* What this task involves: Each line from the first down to the one containing "in search results." should be returned exactly as it appears below.

* Listed entries:
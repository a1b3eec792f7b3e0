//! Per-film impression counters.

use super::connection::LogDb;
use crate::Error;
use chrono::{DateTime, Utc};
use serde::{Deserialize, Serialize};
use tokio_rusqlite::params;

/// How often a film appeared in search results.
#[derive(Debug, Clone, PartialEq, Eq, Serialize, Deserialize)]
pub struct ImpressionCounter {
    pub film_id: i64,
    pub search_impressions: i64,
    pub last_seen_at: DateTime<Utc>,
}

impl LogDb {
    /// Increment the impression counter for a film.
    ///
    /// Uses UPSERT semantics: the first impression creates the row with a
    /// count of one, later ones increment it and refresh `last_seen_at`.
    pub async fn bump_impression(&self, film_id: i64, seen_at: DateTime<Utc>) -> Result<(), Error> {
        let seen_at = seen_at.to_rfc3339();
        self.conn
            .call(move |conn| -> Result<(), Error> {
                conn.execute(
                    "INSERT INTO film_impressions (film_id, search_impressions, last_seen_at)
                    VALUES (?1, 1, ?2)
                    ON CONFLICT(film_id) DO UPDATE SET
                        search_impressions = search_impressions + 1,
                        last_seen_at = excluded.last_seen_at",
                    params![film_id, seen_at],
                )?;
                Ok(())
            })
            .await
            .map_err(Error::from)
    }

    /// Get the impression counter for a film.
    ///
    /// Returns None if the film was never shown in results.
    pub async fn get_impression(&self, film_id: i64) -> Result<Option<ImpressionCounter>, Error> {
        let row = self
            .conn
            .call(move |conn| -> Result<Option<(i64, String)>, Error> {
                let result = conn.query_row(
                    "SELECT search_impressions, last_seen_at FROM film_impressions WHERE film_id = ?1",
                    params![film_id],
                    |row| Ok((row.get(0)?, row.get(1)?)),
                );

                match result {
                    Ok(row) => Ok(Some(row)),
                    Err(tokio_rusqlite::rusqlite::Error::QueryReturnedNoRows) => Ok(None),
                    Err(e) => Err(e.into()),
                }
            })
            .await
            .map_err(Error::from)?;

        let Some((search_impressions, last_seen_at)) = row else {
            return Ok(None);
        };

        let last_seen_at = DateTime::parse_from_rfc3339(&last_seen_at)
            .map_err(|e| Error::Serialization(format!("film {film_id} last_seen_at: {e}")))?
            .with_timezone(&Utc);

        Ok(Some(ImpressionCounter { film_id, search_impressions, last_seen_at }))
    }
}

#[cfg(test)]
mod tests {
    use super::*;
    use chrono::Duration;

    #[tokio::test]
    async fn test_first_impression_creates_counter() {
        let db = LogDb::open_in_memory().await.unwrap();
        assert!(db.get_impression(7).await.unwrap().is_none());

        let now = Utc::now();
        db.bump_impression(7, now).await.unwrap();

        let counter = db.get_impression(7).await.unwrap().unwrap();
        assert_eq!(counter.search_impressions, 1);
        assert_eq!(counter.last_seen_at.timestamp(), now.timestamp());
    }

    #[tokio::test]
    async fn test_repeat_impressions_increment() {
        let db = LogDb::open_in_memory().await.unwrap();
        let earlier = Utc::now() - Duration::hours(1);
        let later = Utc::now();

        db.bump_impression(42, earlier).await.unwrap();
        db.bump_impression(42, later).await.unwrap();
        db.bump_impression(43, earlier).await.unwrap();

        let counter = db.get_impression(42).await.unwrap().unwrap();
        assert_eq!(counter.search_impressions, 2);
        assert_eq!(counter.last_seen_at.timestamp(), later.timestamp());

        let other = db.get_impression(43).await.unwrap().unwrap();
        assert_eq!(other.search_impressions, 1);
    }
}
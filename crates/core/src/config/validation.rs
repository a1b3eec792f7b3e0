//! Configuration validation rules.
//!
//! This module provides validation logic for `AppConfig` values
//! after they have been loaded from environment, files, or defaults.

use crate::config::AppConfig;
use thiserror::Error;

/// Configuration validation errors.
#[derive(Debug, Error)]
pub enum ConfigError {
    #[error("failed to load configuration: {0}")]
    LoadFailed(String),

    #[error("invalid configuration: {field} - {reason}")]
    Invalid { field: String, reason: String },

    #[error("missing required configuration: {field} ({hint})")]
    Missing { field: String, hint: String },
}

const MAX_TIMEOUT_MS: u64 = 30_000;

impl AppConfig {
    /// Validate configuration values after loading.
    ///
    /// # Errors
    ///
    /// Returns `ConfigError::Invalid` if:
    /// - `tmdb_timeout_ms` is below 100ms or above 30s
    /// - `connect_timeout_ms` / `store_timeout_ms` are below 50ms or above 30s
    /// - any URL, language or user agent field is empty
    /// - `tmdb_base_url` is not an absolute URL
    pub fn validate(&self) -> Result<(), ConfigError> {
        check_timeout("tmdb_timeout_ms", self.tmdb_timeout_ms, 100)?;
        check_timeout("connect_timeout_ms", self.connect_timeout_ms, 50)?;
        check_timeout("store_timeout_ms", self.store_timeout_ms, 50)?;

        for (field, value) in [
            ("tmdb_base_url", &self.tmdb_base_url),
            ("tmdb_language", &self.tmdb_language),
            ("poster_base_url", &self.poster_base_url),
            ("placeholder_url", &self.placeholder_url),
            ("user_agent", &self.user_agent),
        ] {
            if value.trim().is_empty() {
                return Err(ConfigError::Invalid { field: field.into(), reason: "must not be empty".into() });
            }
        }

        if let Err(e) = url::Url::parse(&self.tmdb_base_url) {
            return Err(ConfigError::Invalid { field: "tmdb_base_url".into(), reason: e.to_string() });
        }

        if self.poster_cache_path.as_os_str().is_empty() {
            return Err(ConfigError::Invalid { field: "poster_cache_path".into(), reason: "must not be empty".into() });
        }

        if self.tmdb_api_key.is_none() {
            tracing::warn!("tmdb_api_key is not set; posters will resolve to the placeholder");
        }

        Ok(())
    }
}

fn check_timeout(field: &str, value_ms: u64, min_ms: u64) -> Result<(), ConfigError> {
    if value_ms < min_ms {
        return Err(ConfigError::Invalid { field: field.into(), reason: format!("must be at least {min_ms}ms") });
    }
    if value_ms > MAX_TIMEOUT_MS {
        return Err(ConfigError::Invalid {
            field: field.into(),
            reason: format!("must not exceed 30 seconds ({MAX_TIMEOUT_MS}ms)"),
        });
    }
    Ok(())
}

* Exercise response:
repository a1b3eec792f7b3e0
//! Per-film impression counters.

use super::connection::LogDb;
use crate::Error;
use chrono::{DateTime, Utc};
use serde::{Deserialize, Serialize};
use tokio_rusqlite::params;

/// How often a film appeared in search results.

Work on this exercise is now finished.